What to produce:
Line count for the string "DateTime": state how many lines in the records below hold it, giving only the number.

(Records supplied begins)

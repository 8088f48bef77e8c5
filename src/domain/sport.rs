//! Per-sport capability table.
//!
//! Draw support, result-cutoff duration, and ground-type applicability vary by
//! sport. Expressed here as data looked up by a sport key rather than as a
//! trait-object hierarchy: the variant set is closed and the differences are
//! a handful of scalars, not behavior.

use std::time::Duration;

/// The three capability shapes a sport can take.
#[derive(Debug, Clone, Copy, PartialEq, Eq)]
pub enum SportKind {
    /// 2-way market, no draw, ground surface matters (tennis and similar).
    TwoWayRacket,
    /// 3-way market with a draw outcome (football/soccer and similar).
    ThreeWayTeam,
    /// 2-way market, no draw, overtime/extra periods fold into the final score
    /// (basketball, baseball and similar).
    TwoWayTeamWithOvertime,
}

#[derive(Debug, Clone, Copy)]
pub struct SportProfile {
    pub kind: SportKind,
    /// Grace period after `start_time` before a result may be requested.
    pub result_cutoff: Duration,
}

impl SportProfile {
    pub fn has_draw(&self) -> bool {
        self.kind == SportKind::ThreeWayTeam
    }

    pub fn has_ground_type(&self) -> bool {
        self.kind == SportKind::TwoWayRacket
    }
}

const DEFAULT_CUTOFF_HOURS: u64 = 3;

/// Look up the capability profile for a sport key (case-insensitive).
///
/// Unknown sports fall back to a 3-way team profile with the default 3h
/// cutoff and no ground type — the most permissive shape, so an unrecognized
/// upstream sport key degrades gracefully instead of panicking.
pub fn profile_for(sport: &str) -> SportProfile {
    match sport.to_ascii_lowercase().as_str() {
        "football" | "soccer" | "futsal" => SportProfile {
            kind: SportKind::ThreeWayTeam,
            result_cutoff: Duration::from_secs_f64(2.5 * 3600.0),
        },
        "tennis" => SportProfile {
            kind: SportKind::TwoWayRacket,
            result_cutoff: Duration::from_secs(4 * 3600),
        },
        "baseball" => SportProfile {
            kind: SportKind::TwoWayTeamWithOvertime,
            result_cutoff: Duration::from_secs(4 * 3600),
        },
        "basketball" => SportProfile {
            kind: SportKind::TwoWayTeamWithOvertime,
            result_cutoff: Duration::from_secs(3 * 3600),
        },
        "badminton" | "table_tennis" | "squash" => SportProfile {
            kind: SportKind::TwoWayRacket,
            result_cutoff: Duration::from_secs(DEFAULT_CUTOFF_HOURS * 3600),
        },
        _ => SportProfile {
            kind: SportKind::ThreeWayTeam,
            result_cutoff: Duration::from_secs(DEFAULT_CUTOFF_HOURS * 3600),
        },
    }
}

/// Upstream terminal status codes for which a `Result` may be written.
pub const TERMINAL_RESULT_CODES: &[i32] = &[100, 110, 92, 120, 130, 140];

/// Upstream cancellation status codes: event is marked terminal, no `Result`.
pub const CANCELLATION_CODES: &[i32] = &[70, 80, 90];

#[cfg(test)]
mod tests {
    use super::*;

    #[test]
    fn football_has_draw_and_2_5h_cutoff() {
        let p = profile_for("football");
        assert!(p.has_draw());
        assert!(!p.has_ground_type());
        assert_eq!(p.result_cutoff, Duration::from_secs(9000));
    }

    #[test]
    fn tennis_has_ground_type_no_draw() {
        let p = profile_for("tennis");
        assert!(!p.has_draw());
        assert!(p.has_ground_type());
        assert_eq!(p.result_cutoff, Duration::from_secs(4 * 3600));
    }

    #[test]
    fn basketball_no_draw_3h_cutoff() {
        let p = profile_for("Basketball");
        assert!(!p.has_draw());
        assert_eq!(p.result_cutoff, Duration::from_secs(3 * 3600));
    }

    #[test]
    fn unknown_sport_falls_back_to_default() {
        let p = profile_for("curling");
        assert!(p.has_draw());
        assert_eq!(p.result_cutoff, Duration::from_secs(DEFAULT_CUTOFF_HOURS * 3600));
    }
}
//! Clock-aligned dispatch loop.
//!
//! Grounded on the other_examples poller's sleep-until-next-wakeup loop
//! shape: a single `tokio::time::interval` ticks at the finest cadence any
//! job needs (the pre-start sweep's `poll_interval_minutes`), and each tick
//! checks whether the coarser jobs (discovery, midnight) are also due.

pub mod checkpoint;
pub mod correction;
pub mod jobs;

use chrono::{Timelike, Utc};
use tracing::{error, info};

use crate::health::HealthState;
use crate::notifier::Notifier;
use crate::runtime::Runtime;
use crate::upstream::UpstreamClient;

/// Runs discovery, the pre-start sweep, and the midnight result sweep forever,
/// aligned to wall-clock boundaries, until `shutdown` resolves.
pub async fn run(
    runtime: Runtime,
    client: UpstreamClient,
    notifier: Notifier,
    health: HealthState,
    mut shutdown: tokio::sync::oneshot::Receiver<()>,
) {
    let poll_interval = std::time::Duration::from_secs(runtime.config.poll_interval_minutes * 60);
    let mut tick = tokio::time::interval(poll_interval);

    let correction_cache = runtime.correction_cache.clone();
    tokio::spawn(async move {
        let mut sweep = tokio::time::interval(std::time::Duration::from_secs(3600));
        loop {
            sweep.tick().await;
            correction_cache.sweep().await;
        }
    });

    let mut last_discovery_hour: Option<u32> = None;
    let mut last_midnight_day: Option<u32> = None;

    loop {
        tokio::select! {
            _ = tick.tick() => {}
            _ = &mut shutdown => {
                info!("scheduler received shutdown signal, draining in-flight work");
                break;
            }
        }

        let now = Utc::now();

        if is_due_hourly(now.hour(), runtime.config.discovery_interval_hours as u32, &mut last_discovery_hour) {
            match jobs::run_discovery(&runtime, &client).await {
                Ok(n) => {
                    info!("discovery tick processed {} events", n);
                    health.record_discovery().await;
                }
                Err(e) => {
                    error!("discovery tick failed: {}", e);
                    health.record_error().await;
                }
            }
        }

        match jobs::run_pre_start(&runtime, &client).await {
            Ok(n) => {
                info!("pre-start sweep acted on {} events", n);
                health.record_pre_start().await;
            }
            Err(e) => {
                error!("pre-start sweep failed: {}", e);
                health.record_error().await;
            }
        }

        if now.hour() == 0 && last_midnight_day != Some(now.day_for_dedup()) {
            match jobs::run_midnight(&runtime, &client).await {
                Ok(n) => {
                    info!("midnight sweep collected {} results", n);
                    health.record_midnight().await;
                    last_midnight_day = Some(now.day_for_dedup());
                }
                Err(e) => {
                    error!("midnight sweep failed: {}", e);
                    health.record_error().await;
                }
            }
        }

        if let Err(e) = jobs::run_alerts(&runtime, &notifier, true).await {
            error!("alert evaluation failed: {}", e);
            health.record_error().await;
        }
    }
}

trait DayKey {
    fn day_for_dedup(&self) -> u32;
}

impl DayKey for chrono::DateTime<Utc> {
    fn day_for_dedup(&self) -> u32 {
        use chrono::Datelike;
        self.ordinal()
    }
}

/// Whether the hourly job is due: the job fires once per `interval_hours`,
/// tracked by the last hour it ran so a slow tick doesn't cause a double-fire
/// within the same hour.
fn is_due_hourly(current_hour: u32, interval_hours: u32, last_run_hour: &mut Option<u32>) -> bool {
    let due = current_hour % interval_hours.max(1) == 0;
    if due && *last_run_hour != Some(current_hour) {
        *last_run_hour = Some(current_hour);
        true
    } else {
        false
    }
}

#[cfg(test)]
mod tests {
    use super::*;

    #[test]
    fn hourly_job_fires_once_per_boundary() {
        let mut last = None;
        assert!(is_due_hourly(0, 2, &mut last));
        assert!(!is_due_hourly(0, 2, &mut last));
        assert!(!is_due_hourly(1, 2, &mut last));
        assert!(is_due_hourly(2, 2, &mut last));
    }
}
use sea_orm::DbErr;
use thiserror::Error;

use crate::roster::RosterError;

pub type EngineResult<T> = Result<T, EngineError>;

/// Failures surfaced by the engine's operations.
#[derive(Debug, Error)]
pub enum EngineError {
    #[error("{entity} {id} not found")]
    NotFound { entity: &'static str, id: i64 },

    #[error("invalid state transition: {0}")]
    InvalidStateTransition(String),

    #[error("roster service error: {0}")]
    ExternalService(#[from] RosterError),

    #[error("validation failed: {0}")]
    Validation(String),

    /// Lost a conditional write more times than the retry budget allows.
    #[error("concurrent write conflict: {0}")]
    ConcurrencyConflict(String),

    #[error("database error: {0}")]
    Database(#[from] DbErr),
}

impl EngineError {
    pub fn not_found(entity: &'static str, id: i64) -> Self {
        EngineError::NotFound { entity, id }
    }

    /// Whether retrying the same call later may succeed.
    pub fn is_retryable(&self) -> bool {
        match self {
            EngineError::ExternalService(e) => e.is_retryable(),
            EngineError::ConcurrencyConflict(_) => true,
            _ => false,
        }
    }
}

impl From<validator::ValidationErrors> for EngineError {
    fn from(errors: validator::ValidationErrors) -> Self {
        EngineError::Validation(common::format_validation_errors(&errors))
    }
}
//! Assignment roster and best-submission consistency engine.
//!
//! Keeps assignment participants aligned with class rosters, participant max
//! scores aligned with problem sets, and a single best graded submission per
//! participant and problem.

pub mod assignment_store;
pub mod best_submission;
pub mod config;
pub mod engine;
pub mod error;
pub mod locks;
pub mod participation;
pub mod roster;
pub mod roster_sync;
pub mod score_aggregator;
pub mod statistics;
pub mod sync_worker;

pub use db::models::assignment::AssignmentStatus;
pub use db::models::assignment_user::ParticipantStatus;
pub use db::models::roster_sync_failure::SyncMode;
pub use engine::Engine;
pub use error::{EngineError, EngineResult};
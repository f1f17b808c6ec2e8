use sea_orm_migration::prelude::*;

pub struct Migration;

impl MigrationName for Migration {
    fn name(&self) -> &str {
        "m202610010003_create_assignment_problems"
    }
}

#[async_trait::async_trait]
impl MigrationTrait for Migration {
    async fn up(&self, manager: &SchemaManager) -> Result<(), DbErr> {
        manager
            .create_table(
                Table::create()
                    .table(Alias::new("assignment_problems"))
                    .if_not_exists()
                    .col(
                        ColumnDef::new(Alias::new("id"))
                            .integer()
                            .not_null()
                            .auto_increment()
                            .primary_key(),
                    )
                    .col(ColumnDef::new(Alias::new("assignment_id")).integer().not_null())
                    .col(ColumnDef::new(Alias::new("problem_id")).integer().not_null())
                    .col(ColumnDef::new(Alias::new("points")).integer().not_null())
                    .col(
                        ColumnDef::new(Alias::new("order_index"))
                            .integer()
                            .not_null()
                            .default(0),
                    )
                    .col(
                        ColumnDef::new(Alias::new("created_at"))
                            .timestamp()
                            .not_null()
                            .default(Expr::cust("CURRENT_TIMESTAMP")),
                    )
                    .col(
                        ColumnDef::new(Alias::new("updated_at"))
                            .timestamp()
                            .not_null()
                            .default(Expr::cust("CURRENT_TIMESTAMP")),
                    )
                    .foreign_key(
                        ForeignKey::create()
                            .from(Alias::new("assignment_problems"), Alias::new("assignment_id"))
                            .to(Alias::new("assignments"), Alias::new("id"))
                            .on_delete(ForeignKeyAction::Cascade),
                    )
                    .foreign_key(
                        ForeignKey::create()
                            .from(Alias::new("assignment_problems"), Alias::new("problem_id"))
                            .to(Alias::new("problems"), Alias::new("id"))
                            .on_delete(ForeignKeyAction::Cascade),
                    )
                    .to_owned(),
            )
            .await?;

        manager
            .create_index(
                Index::create()
                    .name("uq_assignment_problems_assignment_problem")
                    .table(Alias::new("assignment_problems"))
                    .col(Alias::new("assignment_id"))
                    .col(Alias::new("problem_id"))
                    .unique()
                    .if_not_exists()
                    .to_owned(),
            )
            .await
    }

    async fn down(&self, manager: &SchemaManager) -> Result<(), DbErr> {
        manager
            .drop_table(
                Table::drop()
                    .table(Alias::new("assignment_problems"))
                    .to_owned(),
            )
            .await
    }
}
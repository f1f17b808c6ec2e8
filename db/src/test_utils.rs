use migration::Migrator;
use sea_orm::{ConnectOptions, Database, DatabaseConnection};
use sea_orm_migration::MigratorTrait;

/// Fresh in-memory database with every migration applied.
///
/// The pool is pinned to a single connection: each SQLite memory connection
/// is its own database.
pub async fn setup_test_db() -> DatabaseConnection {
    let mut options = ConnectOptions::new("sqlite::memory:");
    options
        .max_connections(1)
        .min_connections(1)
        .sqlx_logging(false);

    let db = Database::connect(options)
        .await
        .expect("Failed to connect to in-memory db");

    Migrator::up(&db, None)
        .await
        .expect("Failed to run migrations");

    db
}
use chrono::{DateTime, Utc};
use sea_orm::entity::prelude::*;
use sea_orm::{ConnectionTrait, QueryOrder, QuerySelect, QueryTrait, Set};

use crate::timestamps::Timestamped;

/// Denormalised pointer to the best graded submission of a participant on a
/// problem. Unique per `(assignment_user_id, problem_id)`.
///
/// The grading figures are cached from the referenced submission so
/// leaderboards never join through `submissions`. `version` increments on
/// every rewrite and guards conditional updates.
#[derive(Clone, Debug, PartialEq, Eq, DeriveEntityModel)]
#[sea_orm(table_name = "best_submissions")]
pub struct Model {
    #[sea_orm(primary_key)]
    pub id: i64,
    pub assignment_user_id: i64,
    pub problem_id: i64,
    pub submission_id: i64,
    pub score: i64,
    pub max_score: i64,
    pub total_time: i64,
    pub total_memory: i64,
    pub submitted_at: DateTime<Utc>,
    pub version: i64,
    pub created_at: DateTime<Utc>,
    pub updated_at: DateTime<Utc>,
}

#[derive(Copy, Clone, Debug, EnumIter, DeriveRelation)]
pub enum Relation {
    #[sea_orm(
        belongs_to = "super::assignment_user::Entity",
        from = "Column::AssignmentUserId",
        to = "super::assignment_user::Column::Id"
    )]
    AssignmentUser,
    #[sea_orm(
        belongs_to = "super::submission::Entity",
        from = "Column::SubmissionId",
        to = "super::submission::Column::Id"
    )]
    Submission,
}

impl Related<super::assignment_user::Entity> for Entity {
    fn to() -> RelationDef {
        Relation::AssignmentUser.def()
    }
}

impl Related<super::submission::Entity> for Entity {
    fn to() -> RelationDef {
        Relation::Submission.def()
    }
}

impl Timestamped for ActiveModel {
    fn set_created_at(&mut self, at: DateTime<Utc>) {
        self.created_at = Set(at);
    }

    fn set_updated_at(&mut self, at: DateTime<Utc>) {
        self.updated_at = Set(at);
    }
}

#[async_trait::async_trait]
impl ActiveModelBehavior for ActiveModel {
    async fn before_save<C>(mut self, _db: &C, insert: bool) -> Result<Self, DbErr>
    where
        C: ConnectionTrait,
    {
        self.stamp(Utc::now(), insert);
        Ok(self)
    }
}

impl ActiveModel {
    /// Snapshot of `submission` as a new best-submission row.
    pub fn from_submission(submission: &super::submission::Model) -> Self {
        ActiveModel {
            assignment_user_id: Set(submission.assignment_user_id),
            problem_id: Set(submission.problem_id),
            submission_id: Set(submission.id),
            score: Set(submission.score),
            max_score: Set(submission.max_score),
            total_time: Set(submission.total_time),
            total_memory: Set(submission.total_memory),
            submitted_at: Set(submission.submitted_at),
            version: Set(0),
            ..Default::default()
        }
    }
}

impl Model {
    pub async fn find_for_pair<C>(
        db: &C,
        assignment_user_id: i64,
        problem_id: i64,
    ) -> Result<Option<Self>, DbErr>
    where
        C: ConnectionTrait,
    {
        Entity::find()
            .filter(Column::AssignmentUserId.eq(assignment_user_id))
            .filter(Column::ProblemId.eq(problem_id))
            .one(db)
            .await
    }

    pub async fn find_by_participant<C>(
        db: &C,
        assignment_user_id: i64,
    ) -> Result<Vec<Self>, DbErr>
    where
        C: ConnectionTrait,
    {
        Entity::find()
            .filter(Column::AssignmentUserId.eq(assignment_user_id))
            .order_by_asc(Column::ProblemId)
            .all(db)
            .await
    }

    /// Best rows for one problem across every participant of an assignment.
    pub async fn find_for_assignment_problem<C>(
        db: &C,
        assignment_id: i64,
        problem_id: i64,
    ) -> Result<Vec<Self>, DbErr>
    where
        C: ConnectionTrait,
    {
        use super::assignment_user::{Column as ParticipantCol, Entity as ParticipantEntity};

        let participant_ids = ParticipantEntity::find()
            .select_only()
            .column(ParticipantCol::Id)
            .filter(ParticipantCol::AssignmentId.eq(assignment_id));

        Entity::find()
            .filter(Column::ProblemId.eq(problem_id))
            .filter(Column::AssignmentUserId.in_subquery(participant_ids.as_query().to_owned()))
            .all(db)
            .await
    }

    /// Drops best rows for problems no longer part of an assignment.
    pub async fn delete_for_problems<C>(
        db: &C,
        assignment_id: i64,
        problem_ids: &[i64],
    ) -> Result<u64, DbErr>
    where
        C: ConnectionTrait,
    {
        use super::assignment_user::{Column as ParticipantCol, Entity as ParticipantEntity};

        if problem_ids.is_empty() {
            return Ok(0);
        }

        let participant_ids = ParticipantEntity::find()
            .select_only()
            .column(ParticipantCol::Id)
            .filter(ParticipantCol::AssignmentId.eq(assignment_id));

        let res = Entity::delete_many()
            .filter(Column::ProblemId.is_in(problem_ids.iter().copied()))
            .filter(Column::AssignmentUserId.in_subquery(participant_ids.as_query().to_owned()))
            .exec(db)
            .await?;
        Ok(res.rows_affected)
    }
}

(Records supplied ends)

Solution for this task:
7